Exercise> Copy out each line of the data that holds the string "keeps".

Supplied material>
::::::::::

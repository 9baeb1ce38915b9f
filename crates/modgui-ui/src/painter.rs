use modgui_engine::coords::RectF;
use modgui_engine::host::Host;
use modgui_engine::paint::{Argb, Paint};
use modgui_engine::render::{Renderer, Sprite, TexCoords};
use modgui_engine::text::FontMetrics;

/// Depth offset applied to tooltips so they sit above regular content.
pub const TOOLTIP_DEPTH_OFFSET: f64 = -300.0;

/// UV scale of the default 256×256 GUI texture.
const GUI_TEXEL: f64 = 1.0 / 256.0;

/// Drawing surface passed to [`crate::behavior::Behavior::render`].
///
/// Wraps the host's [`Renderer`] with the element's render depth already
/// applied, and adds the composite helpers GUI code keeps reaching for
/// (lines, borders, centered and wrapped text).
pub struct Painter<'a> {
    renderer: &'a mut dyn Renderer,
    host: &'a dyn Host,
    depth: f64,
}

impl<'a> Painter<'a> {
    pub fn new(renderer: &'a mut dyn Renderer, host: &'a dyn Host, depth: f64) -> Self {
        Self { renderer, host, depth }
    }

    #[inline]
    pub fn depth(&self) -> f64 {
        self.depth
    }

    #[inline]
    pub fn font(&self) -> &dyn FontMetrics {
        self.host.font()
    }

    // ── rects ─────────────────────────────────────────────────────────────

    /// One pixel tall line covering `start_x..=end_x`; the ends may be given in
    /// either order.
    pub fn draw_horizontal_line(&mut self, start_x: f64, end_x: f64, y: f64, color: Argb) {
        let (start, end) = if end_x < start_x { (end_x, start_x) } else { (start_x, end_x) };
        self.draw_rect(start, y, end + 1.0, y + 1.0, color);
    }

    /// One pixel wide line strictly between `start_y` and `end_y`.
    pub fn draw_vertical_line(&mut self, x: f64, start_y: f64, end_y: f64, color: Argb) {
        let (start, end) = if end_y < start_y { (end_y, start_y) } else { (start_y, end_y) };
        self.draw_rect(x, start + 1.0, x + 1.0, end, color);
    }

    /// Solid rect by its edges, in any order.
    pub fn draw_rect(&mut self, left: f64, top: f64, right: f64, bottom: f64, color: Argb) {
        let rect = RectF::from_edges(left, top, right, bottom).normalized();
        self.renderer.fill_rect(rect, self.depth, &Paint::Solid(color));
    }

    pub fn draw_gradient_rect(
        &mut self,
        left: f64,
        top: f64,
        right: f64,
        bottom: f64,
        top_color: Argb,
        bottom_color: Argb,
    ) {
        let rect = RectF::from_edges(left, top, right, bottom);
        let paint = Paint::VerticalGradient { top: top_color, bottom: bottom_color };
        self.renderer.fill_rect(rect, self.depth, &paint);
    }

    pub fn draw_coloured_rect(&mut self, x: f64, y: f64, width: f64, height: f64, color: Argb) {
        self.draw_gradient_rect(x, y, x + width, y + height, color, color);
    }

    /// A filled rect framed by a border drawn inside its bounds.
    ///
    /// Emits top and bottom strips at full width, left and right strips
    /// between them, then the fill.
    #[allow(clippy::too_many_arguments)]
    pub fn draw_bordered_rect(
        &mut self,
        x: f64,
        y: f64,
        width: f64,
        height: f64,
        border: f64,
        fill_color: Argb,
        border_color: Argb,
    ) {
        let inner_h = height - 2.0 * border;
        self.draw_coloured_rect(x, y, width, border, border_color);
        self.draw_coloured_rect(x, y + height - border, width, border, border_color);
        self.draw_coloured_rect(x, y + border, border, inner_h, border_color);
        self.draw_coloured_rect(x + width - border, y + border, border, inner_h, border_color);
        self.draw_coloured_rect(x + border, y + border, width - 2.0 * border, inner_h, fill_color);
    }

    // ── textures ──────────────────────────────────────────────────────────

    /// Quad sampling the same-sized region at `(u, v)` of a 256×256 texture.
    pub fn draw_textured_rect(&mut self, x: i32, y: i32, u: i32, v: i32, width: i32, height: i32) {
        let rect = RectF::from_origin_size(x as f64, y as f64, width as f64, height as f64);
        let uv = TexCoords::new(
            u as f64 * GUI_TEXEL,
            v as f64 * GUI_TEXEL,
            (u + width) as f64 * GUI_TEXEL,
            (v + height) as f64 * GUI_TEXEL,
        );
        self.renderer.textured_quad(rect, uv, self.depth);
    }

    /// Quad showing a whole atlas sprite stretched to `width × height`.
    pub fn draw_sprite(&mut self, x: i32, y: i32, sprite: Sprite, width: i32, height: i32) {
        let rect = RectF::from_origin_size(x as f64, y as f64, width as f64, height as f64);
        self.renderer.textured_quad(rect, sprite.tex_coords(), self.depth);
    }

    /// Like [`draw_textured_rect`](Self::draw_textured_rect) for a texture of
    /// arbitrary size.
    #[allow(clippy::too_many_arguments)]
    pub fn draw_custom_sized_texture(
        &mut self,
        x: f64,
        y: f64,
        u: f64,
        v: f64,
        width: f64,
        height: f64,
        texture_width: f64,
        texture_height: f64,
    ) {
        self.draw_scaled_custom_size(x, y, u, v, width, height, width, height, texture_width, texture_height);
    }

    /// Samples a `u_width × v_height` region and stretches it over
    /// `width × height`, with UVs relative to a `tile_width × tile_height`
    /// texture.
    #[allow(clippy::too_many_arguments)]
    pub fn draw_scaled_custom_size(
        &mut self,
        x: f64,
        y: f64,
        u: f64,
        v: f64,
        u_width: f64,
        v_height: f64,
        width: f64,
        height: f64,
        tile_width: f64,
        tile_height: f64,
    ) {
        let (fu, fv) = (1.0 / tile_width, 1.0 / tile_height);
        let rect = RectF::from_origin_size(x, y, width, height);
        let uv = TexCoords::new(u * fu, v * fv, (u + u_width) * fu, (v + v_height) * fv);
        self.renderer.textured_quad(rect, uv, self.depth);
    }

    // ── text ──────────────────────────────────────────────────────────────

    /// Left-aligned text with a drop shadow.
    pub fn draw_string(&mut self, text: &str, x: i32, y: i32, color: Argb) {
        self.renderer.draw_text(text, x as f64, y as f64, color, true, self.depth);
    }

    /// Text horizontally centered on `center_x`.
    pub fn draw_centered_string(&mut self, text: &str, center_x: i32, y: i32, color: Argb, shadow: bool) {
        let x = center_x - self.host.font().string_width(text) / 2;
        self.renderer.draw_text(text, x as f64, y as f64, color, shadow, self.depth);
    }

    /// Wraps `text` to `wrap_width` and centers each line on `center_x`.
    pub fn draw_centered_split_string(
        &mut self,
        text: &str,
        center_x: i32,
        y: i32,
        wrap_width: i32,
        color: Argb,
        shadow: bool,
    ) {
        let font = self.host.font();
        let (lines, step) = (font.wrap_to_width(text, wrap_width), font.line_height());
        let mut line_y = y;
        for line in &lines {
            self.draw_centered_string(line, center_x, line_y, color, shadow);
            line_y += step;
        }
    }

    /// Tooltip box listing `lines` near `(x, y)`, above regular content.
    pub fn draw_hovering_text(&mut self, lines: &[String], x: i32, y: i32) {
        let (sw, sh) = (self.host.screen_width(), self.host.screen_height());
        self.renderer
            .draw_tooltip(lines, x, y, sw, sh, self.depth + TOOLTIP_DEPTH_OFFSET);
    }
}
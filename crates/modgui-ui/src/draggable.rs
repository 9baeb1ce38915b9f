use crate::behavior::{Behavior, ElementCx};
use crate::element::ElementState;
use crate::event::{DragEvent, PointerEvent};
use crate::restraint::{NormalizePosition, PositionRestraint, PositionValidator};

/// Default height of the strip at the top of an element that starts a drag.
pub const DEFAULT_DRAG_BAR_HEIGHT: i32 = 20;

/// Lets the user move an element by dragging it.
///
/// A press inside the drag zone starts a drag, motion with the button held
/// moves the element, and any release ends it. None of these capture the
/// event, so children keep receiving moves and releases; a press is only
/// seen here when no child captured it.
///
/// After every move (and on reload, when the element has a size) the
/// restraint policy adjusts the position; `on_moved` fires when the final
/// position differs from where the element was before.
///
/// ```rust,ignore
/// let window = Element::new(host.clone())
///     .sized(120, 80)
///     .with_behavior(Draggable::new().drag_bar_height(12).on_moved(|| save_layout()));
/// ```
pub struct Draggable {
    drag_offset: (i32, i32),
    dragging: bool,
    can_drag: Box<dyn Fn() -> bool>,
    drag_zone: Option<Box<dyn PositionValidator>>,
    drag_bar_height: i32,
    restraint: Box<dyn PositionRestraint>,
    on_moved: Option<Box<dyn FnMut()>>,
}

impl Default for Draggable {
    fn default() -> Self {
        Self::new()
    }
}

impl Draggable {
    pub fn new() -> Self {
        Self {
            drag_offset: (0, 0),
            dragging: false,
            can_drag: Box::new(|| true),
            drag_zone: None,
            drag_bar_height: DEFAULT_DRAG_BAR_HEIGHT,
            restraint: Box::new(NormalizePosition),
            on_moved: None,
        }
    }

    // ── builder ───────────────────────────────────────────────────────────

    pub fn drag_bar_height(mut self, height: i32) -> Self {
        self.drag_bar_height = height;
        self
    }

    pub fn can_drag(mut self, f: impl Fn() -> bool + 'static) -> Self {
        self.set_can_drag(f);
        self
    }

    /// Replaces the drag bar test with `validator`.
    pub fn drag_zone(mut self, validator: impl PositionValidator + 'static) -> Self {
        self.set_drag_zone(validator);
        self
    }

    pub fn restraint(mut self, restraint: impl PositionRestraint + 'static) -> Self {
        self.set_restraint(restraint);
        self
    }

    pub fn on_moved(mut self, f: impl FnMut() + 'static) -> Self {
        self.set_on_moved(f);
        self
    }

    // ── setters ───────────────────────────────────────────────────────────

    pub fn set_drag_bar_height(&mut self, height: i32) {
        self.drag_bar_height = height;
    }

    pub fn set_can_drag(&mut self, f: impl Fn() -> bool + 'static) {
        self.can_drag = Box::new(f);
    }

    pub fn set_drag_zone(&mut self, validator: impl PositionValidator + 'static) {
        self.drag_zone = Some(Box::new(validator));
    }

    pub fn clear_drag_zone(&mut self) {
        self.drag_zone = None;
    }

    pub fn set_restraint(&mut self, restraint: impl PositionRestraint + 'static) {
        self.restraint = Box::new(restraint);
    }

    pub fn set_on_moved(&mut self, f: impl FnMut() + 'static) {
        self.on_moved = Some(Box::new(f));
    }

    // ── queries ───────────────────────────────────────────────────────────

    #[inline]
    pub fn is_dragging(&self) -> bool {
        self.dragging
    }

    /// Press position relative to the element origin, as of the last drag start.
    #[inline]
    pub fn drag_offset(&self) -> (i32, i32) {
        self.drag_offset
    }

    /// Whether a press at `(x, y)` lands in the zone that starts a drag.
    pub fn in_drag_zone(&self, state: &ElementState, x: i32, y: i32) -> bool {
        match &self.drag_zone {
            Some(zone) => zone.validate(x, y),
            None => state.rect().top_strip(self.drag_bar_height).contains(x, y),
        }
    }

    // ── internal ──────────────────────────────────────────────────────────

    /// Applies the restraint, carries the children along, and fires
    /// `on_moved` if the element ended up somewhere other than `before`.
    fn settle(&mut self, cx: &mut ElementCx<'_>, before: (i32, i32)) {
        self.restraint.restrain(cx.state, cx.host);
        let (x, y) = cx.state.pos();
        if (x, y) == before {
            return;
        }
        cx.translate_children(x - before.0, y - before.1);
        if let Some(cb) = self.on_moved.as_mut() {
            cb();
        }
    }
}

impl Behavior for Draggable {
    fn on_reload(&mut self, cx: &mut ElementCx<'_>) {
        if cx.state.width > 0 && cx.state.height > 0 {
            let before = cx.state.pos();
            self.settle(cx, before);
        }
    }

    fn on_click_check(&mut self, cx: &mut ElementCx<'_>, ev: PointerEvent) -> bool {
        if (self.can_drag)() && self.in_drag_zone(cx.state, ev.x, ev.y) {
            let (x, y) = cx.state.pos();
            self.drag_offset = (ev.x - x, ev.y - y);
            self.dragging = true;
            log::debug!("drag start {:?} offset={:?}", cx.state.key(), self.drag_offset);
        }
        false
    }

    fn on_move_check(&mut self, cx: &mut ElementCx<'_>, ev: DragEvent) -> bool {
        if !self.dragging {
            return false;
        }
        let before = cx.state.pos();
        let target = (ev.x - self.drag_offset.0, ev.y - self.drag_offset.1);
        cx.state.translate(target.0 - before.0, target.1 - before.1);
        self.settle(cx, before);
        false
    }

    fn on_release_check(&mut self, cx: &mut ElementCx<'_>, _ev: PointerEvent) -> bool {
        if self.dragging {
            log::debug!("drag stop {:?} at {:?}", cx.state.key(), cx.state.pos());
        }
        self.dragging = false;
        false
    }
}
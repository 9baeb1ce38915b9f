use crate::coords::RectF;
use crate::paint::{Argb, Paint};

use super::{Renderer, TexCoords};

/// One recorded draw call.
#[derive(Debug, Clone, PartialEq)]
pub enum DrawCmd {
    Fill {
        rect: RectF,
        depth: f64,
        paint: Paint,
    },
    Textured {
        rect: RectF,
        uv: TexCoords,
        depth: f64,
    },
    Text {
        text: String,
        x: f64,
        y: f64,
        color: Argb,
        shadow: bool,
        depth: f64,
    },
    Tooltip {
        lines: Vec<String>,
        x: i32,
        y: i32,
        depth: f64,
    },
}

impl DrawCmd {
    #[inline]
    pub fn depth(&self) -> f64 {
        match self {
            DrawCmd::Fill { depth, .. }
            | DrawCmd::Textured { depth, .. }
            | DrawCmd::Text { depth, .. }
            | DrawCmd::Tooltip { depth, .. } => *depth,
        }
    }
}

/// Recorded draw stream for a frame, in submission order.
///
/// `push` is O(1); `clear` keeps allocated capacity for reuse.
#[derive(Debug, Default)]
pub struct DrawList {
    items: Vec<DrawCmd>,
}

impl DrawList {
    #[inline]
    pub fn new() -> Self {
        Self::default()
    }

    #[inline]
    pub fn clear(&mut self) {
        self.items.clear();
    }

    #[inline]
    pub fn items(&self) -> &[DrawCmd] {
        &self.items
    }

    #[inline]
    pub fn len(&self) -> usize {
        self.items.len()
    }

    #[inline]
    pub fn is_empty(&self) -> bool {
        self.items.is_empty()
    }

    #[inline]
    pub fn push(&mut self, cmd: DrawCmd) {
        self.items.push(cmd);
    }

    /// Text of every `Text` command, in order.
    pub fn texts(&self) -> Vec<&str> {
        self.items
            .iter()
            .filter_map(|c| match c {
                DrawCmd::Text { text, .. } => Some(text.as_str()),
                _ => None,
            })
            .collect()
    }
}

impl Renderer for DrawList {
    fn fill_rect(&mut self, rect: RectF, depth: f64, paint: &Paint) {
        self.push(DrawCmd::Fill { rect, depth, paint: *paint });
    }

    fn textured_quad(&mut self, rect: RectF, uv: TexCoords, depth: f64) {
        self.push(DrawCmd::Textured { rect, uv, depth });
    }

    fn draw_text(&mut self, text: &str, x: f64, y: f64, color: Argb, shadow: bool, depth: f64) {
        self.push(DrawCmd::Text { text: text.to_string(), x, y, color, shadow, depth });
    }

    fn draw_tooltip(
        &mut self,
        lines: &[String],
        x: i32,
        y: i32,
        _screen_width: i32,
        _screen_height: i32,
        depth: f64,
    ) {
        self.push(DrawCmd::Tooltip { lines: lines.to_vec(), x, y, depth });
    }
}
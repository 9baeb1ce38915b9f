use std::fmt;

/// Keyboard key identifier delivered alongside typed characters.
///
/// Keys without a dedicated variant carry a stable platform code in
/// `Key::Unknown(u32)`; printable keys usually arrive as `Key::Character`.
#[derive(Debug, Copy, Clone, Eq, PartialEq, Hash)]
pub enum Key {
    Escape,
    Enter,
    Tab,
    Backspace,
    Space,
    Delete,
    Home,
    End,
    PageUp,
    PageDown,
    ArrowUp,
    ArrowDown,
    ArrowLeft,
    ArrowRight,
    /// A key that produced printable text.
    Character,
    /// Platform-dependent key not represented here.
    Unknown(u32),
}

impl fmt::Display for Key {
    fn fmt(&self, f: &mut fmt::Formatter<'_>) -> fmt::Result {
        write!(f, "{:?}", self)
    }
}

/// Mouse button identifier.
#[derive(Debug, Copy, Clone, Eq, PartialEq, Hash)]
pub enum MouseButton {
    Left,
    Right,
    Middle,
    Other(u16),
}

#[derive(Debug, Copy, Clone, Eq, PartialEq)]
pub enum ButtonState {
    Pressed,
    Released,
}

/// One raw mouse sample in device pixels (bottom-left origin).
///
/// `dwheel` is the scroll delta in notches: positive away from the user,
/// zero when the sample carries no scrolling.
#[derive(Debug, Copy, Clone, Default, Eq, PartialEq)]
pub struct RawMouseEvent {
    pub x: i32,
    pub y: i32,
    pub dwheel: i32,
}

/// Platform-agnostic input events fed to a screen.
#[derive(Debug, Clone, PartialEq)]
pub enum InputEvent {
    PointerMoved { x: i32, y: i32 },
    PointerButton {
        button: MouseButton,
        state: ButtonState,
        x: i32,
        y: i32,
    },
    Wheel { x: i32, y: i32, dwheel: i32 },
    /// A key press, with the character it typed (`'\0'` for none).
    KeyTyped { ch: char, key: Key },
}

::::::::::

Completed task>
/// applied, and adds the composite helpers GUI code keeps reaching for
/// `push` is O(1); `clear` keeps allocated capacity for reuse.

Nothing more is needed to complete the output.